Matthew Vaughn’s Kingsman: The Secret Service may not have been an ideal piece of Studio entertainment, but at it least took a hyperviolent, cartoonish spy pastiche and offered up all of the staple pleasures of a James Bond movie (gadgets, suits, bizarre henchpeople, megalomaniacs with goofy master plans, etc.) in a less pseudo-realism approach that’s come to define much of the Daniel Craig era. Its sequel, Kingsman: The Golden Circle, delivered more of the same with much more diminishing returns: It was longer, louder, more vapid, more ludicrous, and also something of a reactionary mess. The Golden Circle’s structural and pacing issues are only exacerbated in The King’s Man, the lethargic early-20th-century-set prequel that unsuccessfully attempts to resurrect the mishmashed imperialist, monarchist fantasies of an earlier era with a contemporary gloss. It’s Kingsman without the namesake ingredient; without the sex and pop culture jokes; without Colin Firth or high-tech gizmos.
Instead, the job of “classing up” the material falls on Ralph Fiennes, a perverse choice for the role of the reluctant action-hero spy. He plays the Duke of Oxford, an English aristocrat and decorated colonial veteran who becomes a pacifist for good after his wife is killed by the bullet of a devious Boer. With the help of loyal servants Shola (Djimon Hounsou) and Polly (Gemma Arterton), he has raised a son, Conrad (Harris Dickinson), who is skilled in the fighting arts and eager to join the military, despite the disapproval of his dad. As it happens, the year is 1914, and a shadowy villain has assembled an international conspiracy of malefactors — among them Grigori Rasputin, Mata Hari, Gavrilo Princip, and even Vladimir Lenin — to plunge Europe into a mayhem and sow worldwide disorder.

Will Oxford, who has all the right skills for the cloak-and-dagger business, be able to stop them? No, not really: World War I still happens. Though ostensibly an action comedy, The King’s Man takes almost an hour to reach its first real action set piece, and little that occurs in that time could really be classified as “funny.” Instead, the film’s long opening act plays like a misplaced jumble of intrigues mixed with stultifying father-son drama and monologues about the importance of noblesse oblige. Various historical figures make cameos; Oxford’s commitment to pacifism is tested; the plot lurches in different directions. The film’s one good history joke — the casting of Tom Hollander in the triple role of King George V, Tsar Nicholas II, and Kaiser Wilhelm II — turns out to be a squandered stunt; and the one scene where a horny, bisexual Rasputin (Rhys Ifans) licks the pantsless Oxford’s war wound memorably plays like a bizarre tribute to David Cronenberg’s Crash.

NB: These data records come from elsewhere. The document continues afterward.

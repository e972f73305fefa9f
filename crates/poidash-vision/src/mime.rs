/// Fallback when the image response carries no usable `Content-Type`.
pub const DEFAULT_IMAGE_MIME: &str = "image/jpeg";

/// Maps an upstream `Content-Type` header onto a MIME type the vision API
/// accepts. Parameters (`; charset=...`) and case are ignored; anything
/// unrecognized becomes [`DEFAULT_IMAGE_MIME`].
#[must_use]
pub fn resolve_mime_type(content_type: Option<&str>) -> &'static str {
    let Some(raw) = content_type else {
        return DEFAULT_IMAGE_MIME;
    };
    let lowered = raw.to_ascii_lowercase();

    if lowered.contains("image/jpeg") || lowered.contains("image/jpg") {
        "image/jpeg"
    } else if lowered.contains("image/png") {
        "image/png"
    } else if lowered.contains("image/webp") {
        "image/webp"
    } else if lowered.contains("image/gif") {
        "image/gif"
    } else {
        DEFAULT_IMAGE_MIME
    }
}

#[cfg(test)]
mod tests {
    use super::*;

    #[test]
    fn known_types_are_kept() {
        assert_eq!(resolve_mime_type(Some("image/png")), "image/png");
        assert_eq!(resolve_mime_type(Some("image/webp")), "image/webp");
        assert_eq!(resolve_mime_type(Some("IMAGE/GIF; charset=binary")), "image/gif");
        assert_eq!(resolve_mime_type(Some("image/jpg")), "image/jpeg");
    }

    #[test]
    fn missing_or_unknown_defaults_to_jpeg() {
        assert_eq!(resolve_mime_type(None), "image/jpeg");
        assert_eq!(resolve_mime_type(Some("application/octet-stream")), "image/jpeg");
        assert_eq!(resolve_mime_type(Some("image/heic")), "image/jpeg");
    }
}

One almost wishes that the entire film had the strangeness of the Rasputin sequence, an overlong chunk of the film that climaxes with the unkempt Russian mystic fighting Oxford, Conrad, and Shola with the help of his ballet moves. For the most part, Vaughn’s flashily frenetic direction, with its match cuts and dull VFX transitions, bumps up to a slog of a script that entirely presumes its audience is emotionally invested in its characters by just having them appear on screen. Gleeful, gruesome violence has been one of the more memorable aspects of the Kingsman movies, yet it’s pretty much no where to be found here, not even in the film’s eventual jump into no-man’s-land.

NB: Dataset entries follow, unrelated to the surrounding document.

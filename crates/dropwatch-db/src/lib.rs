//! # dropwatch-db
//!
//! PostgreSQL + pgvector storage layer for dropwatch.
//!
//! This crate provides:
//! - Connection pool management
//! - Idempotent update persistence keyed on `(source_message_link, update_key)`
//! - Cosine similarity search with pgvector
//! - An in-memory store with the same semantics for tests
//!
//! ## Example
//!
//! ```rust,ignore
//! use dropwatch_db::{Database, UpdateRepository};
//!
//! #[tokio::main]
//! async fn main() -> Result<(), Box<dyn std::error::Error>> {
//!     let db = Database::connect("postgres://localhost/dropwatch").await?;
//!     db.migrate().await?;
//!     let n = db.updates.count_for_link("https://t.me/c/1/2").await?;
//!     println!("{} rows", n);
//!     Ok(())
//! }
//! ```

pub mod memory;
pub mod pool;
pub mod updates;

// Test fixtures for integration tests
// Note: Always compiled so integration tests (in tests/) can use DEFAULT_TEST_DATABASE_URL
pub mod test_fixtures;

// Re-export core types
pub use dropwatch_core::*;

pub use memory::{cosine_similarity, MemoryRow, MemoryUpdateStore};
pub use pool::{create_pool, create_pool_with_config, PoolConfig};
pub use updates::{PgUpdateRepository, UPDATES_TABLE};

/// Database handle aggregating the repositories.
#[derive(Clone)]
pub struct Database {
    /// The underlying connection pool.
    pub pool: sqlx::Pool<sqlx::Postgres>,
    /// Project update repository and similarity search.
    pub updates: PgUpdateRepository,
}

impl Database {
    /// Create a new Database instance from a connection pool.
    pub fn new(pool: sqlx::Pool<sqlx::Postgres>) -> Self {
        Self {
            updates: PgUpdateRepository::new(pool.clone()),
            pool,
        }
    }

    /// Connect to database with default pool configuration.
    pub async fn connect(url: &str) -> Result<Self> {
        let pool = create_pool(url).await?;
        Ok(Self::new(pool))
    }

    /// Create with custom pool configuration.
    pub async fn connect_with_config(url: &str, config: PoolConfig) -> Result<Self> {
        let pool = create_pool_with_config(url, config).await?;
        Ok(Self::new(pool))
    }

    /// Run pending migrations.
    #[cfg(feature = "migrations")]
    pub async fn migrate(&self) -> Result<()> {
        sqlx::migrate!("../../migrations")
            .run(&self.pool)
            .await
            .map_err(|e| Error::Database(sqlx::Error::Migrate(Box::new(e))))?;
        Ok(())
    }

    /// Get the underlying connection pool.
    pub fn pool(&self) -> &sqlx::Pool<sqlx::Postgres> {
        &self.pool
    }
}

Of course, this is still a Kingsman film we’re talking about, so even with the cartoonish violence not entirely present, it’s still blatantly obvious where it’s eventually headed, as it becomes an overstuffed shoot-em-up filled with convoluted plot developments, chintzy VFX, and hollow triumphs — it even becomes easy to forget everyone’s motivations. Still at least the movie carries the concept of a supervillain who’s hellbent on Scottish independence. But even with something as goofy as that, The King’s Man still can’t figure out what to do with that idea, apart from having the largely unseen bad guy yell a lot in a Scottish accent. Like so much of the film, it’s trying to have it both ways — to be idiotic and clever at the same time, and coming across mostly as the former. Trudging awkwardly between an inconsistent tone and overbearing loads of plot, The King’s Man strives for a slight change of pace but is more just frivolous and flat.